» Work to complete
When you reach the line containing "pub fn new(api_key: String)" in the entries below, start writing out each line exactly, and stop after the line containing "unparseable output as".

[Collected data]
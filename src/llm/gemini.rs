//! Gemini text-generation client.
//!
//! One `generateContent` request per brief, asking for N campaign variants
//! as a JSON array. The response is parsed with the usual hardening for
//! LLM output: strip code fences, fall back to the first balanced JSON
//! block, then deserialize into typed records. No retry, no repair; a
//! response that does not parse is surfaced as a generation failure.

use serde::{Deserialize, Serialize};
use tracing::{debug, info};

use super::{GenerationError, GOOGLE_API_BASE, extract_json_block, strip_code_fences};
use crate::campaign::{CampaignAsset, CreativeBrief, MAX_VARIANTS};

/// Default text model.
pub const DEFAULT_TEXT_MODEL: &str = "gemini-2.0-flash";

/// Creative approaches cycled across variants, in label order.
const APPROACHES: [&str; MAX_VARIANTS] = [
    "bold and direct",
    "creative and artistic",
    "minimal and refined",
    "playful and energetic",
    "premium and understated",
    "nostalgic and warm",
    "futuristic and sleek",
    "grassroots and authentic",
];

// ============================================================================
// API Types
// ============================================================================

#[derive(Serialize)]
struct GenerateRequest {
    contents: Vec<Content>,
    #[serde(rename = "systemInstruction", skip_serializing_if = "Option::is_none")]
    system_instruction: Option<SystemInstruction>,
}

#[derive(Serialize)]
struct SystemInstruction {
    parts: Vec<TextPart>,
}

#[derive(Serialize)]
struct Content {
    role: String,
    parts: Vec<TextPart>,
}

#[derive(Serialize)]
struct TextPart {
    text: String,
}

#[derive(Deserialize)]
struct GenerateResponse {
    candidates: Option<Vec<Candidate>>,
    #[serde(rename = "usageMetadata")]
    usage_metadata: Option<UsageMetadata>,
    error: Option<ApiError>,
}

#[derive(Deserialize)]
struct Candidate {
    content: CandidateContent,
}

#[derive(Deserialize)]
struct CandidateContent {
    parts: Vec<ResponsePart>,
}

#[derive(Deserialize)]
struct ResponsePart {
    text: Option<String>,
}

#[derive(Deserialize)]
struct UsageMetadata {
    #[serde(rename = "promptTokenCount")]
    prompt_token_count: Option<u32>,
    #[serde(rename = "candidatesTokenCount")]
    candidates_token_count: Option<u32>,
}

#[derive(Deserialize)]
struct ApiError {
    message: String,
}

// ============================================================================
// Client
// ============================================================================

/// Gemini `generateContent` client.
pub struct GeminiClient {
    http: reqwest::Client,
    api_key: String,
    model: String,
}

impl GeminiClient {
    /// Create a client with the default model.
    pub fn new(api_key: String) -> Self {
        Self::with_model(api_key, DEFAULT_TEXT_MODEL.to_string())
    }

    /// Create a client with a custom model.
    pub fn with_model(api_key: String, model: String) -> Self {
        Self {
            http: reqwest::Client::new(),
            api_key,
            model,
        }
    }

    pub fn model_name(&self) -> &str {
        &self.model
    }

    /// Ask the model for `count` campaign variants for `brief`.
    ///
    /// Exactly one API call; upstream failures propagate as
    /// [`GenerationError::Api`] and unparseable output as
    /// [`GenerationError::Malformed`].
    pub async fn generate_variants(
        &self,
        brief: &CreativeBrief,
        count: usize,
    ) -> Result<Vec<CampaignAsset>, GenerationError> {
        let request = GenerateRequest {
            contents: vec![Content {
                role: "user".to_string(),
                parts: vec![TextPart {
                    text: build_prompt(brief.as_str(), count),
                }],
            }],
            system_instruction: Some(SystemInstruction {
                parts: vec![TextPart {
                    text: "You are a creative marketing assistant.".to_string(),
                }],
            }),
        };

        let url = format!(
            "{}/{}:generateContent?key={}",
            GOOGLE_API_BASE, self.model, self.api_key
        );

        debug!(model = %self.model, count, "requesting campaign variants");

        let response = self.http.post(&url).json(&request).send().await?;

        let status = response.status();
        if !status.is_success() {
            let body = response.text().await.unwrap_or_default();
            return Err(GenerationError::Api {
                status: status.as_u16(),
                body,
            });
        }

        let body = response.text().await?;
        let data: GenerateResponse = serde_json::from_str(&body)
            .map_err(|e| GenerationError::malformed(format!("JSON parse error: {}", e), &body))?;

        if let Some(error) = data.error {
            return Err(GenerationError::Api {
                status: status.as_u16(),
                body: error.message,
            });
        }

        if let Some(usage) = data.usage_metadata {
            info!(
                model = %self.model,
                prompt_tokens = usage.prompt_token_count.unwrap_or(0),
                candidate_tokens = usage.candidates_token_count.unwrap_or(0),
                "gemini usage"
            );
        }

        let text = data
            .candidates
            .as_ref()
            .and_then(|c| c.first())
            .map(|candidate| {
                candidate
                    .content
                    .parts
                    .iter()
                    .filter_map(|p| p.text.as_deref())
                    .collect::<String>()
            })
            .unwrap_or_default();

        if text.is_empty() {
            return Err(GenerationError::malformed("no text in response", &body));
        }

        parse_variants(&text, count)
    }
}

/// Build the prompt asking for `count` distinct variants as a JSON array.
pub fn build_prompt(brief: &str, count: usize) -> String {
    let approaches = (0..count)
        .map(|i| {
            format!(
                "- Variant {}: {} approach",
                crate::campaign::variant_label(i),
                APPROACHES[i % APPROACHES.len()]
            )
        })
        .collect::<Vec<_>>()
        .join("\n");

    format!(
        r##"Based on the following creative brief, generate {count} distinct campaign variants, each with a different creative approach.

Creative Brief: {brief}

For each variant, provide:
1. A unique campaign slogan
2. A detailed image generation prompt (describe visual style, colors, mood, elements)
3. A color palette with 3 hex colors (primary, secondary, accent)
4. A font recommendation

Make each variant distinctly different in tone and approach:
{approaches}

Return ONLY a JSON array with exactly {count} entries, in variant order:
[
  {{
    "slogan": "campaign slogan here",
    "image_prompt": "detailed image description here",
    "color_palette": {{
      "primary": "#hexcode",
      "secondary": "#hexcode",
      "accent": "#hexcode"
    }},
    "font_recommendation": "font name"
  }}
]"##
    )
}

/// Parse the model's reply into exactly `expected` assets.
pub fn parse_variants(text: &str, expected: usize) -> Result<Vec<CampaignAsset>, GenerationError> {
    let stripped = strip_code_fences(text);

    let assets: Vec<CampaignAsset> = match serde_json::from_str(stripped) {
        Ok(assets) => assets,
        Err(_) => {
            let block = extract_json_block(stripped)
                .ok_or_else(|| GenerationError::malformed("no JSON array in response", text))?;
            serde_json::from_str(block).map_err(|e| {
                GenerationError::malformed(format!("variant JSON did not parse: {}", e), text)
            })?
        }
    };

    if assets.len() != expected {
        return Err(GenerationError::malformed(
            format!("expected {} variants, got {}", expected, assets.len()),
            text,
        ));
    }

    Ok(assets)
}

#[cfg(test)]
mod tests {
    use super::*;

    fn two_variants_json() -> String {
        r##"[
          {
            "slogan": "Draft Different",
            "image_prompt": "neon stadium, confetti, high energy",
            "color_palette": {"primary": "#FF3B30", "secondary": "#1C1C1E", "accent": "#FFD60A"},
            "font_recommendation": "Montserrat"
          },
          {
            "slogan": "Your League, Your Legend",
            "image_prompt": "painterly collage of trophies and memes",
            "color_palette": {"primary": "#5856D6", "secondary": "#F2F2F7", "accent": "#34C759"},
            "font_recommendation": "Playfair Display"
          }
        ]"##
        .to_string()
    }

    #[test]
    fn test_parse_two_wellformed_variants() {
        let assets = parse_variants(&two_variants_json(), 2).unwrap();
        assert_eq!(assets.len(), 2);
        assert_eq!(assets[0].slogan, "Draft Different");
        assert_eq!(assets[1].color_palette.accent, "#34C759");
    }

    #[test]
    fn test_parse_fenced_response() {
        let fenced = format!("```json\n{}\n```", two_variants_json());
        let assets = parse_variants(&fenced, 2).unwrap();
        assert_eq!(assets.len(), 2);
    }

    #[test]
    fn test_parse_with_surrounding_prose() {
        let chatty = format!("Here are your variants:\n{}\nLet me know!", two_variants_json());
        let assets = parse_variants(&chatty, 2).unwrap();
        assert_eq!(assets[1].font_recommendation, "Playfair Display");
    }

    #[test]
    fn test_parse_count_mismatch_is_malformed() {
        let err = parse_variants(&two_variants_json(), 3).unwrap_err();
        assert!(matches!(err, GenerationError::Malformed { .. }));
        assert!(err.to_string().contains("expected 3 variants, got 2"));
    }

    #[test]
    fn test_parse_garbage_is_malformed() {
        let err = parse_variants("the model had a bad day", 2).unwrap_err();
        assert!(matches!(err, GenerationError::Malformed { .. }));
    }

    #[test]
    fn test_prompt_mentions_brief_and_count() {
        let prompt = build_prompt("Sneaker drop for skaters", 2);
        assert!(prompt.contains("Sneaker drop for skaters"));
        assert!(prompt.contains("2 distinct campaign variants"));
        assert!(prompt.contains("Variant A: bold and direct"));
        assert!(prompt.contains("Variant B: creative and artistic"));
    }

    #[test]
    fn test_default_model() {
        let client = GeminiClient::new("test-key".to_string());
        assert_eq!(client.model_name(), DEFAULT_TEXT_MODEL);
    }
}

» Exercise solution
    pub fn new(api_key: String) -> Self {
        Self::with_model(api_key, DEFAULT_TEXT_MODEL.to_string())
    }

    /// Create a client with a custom model.
    pub fn with_model(api_key: String, model: String) -> Self {
        Self {
            http: reqwest::Client::new(),
            api_key,
            model,
        }
    }

    pub fn model_name(&self) -> &str {
        &self.model
    }

    /// Ask the model for `count` campaign variants for `brief`.
    ///
    /// Exactly one API call; upstream failures propagate as
    /// [`GenerationError::Api`] and unparseable output as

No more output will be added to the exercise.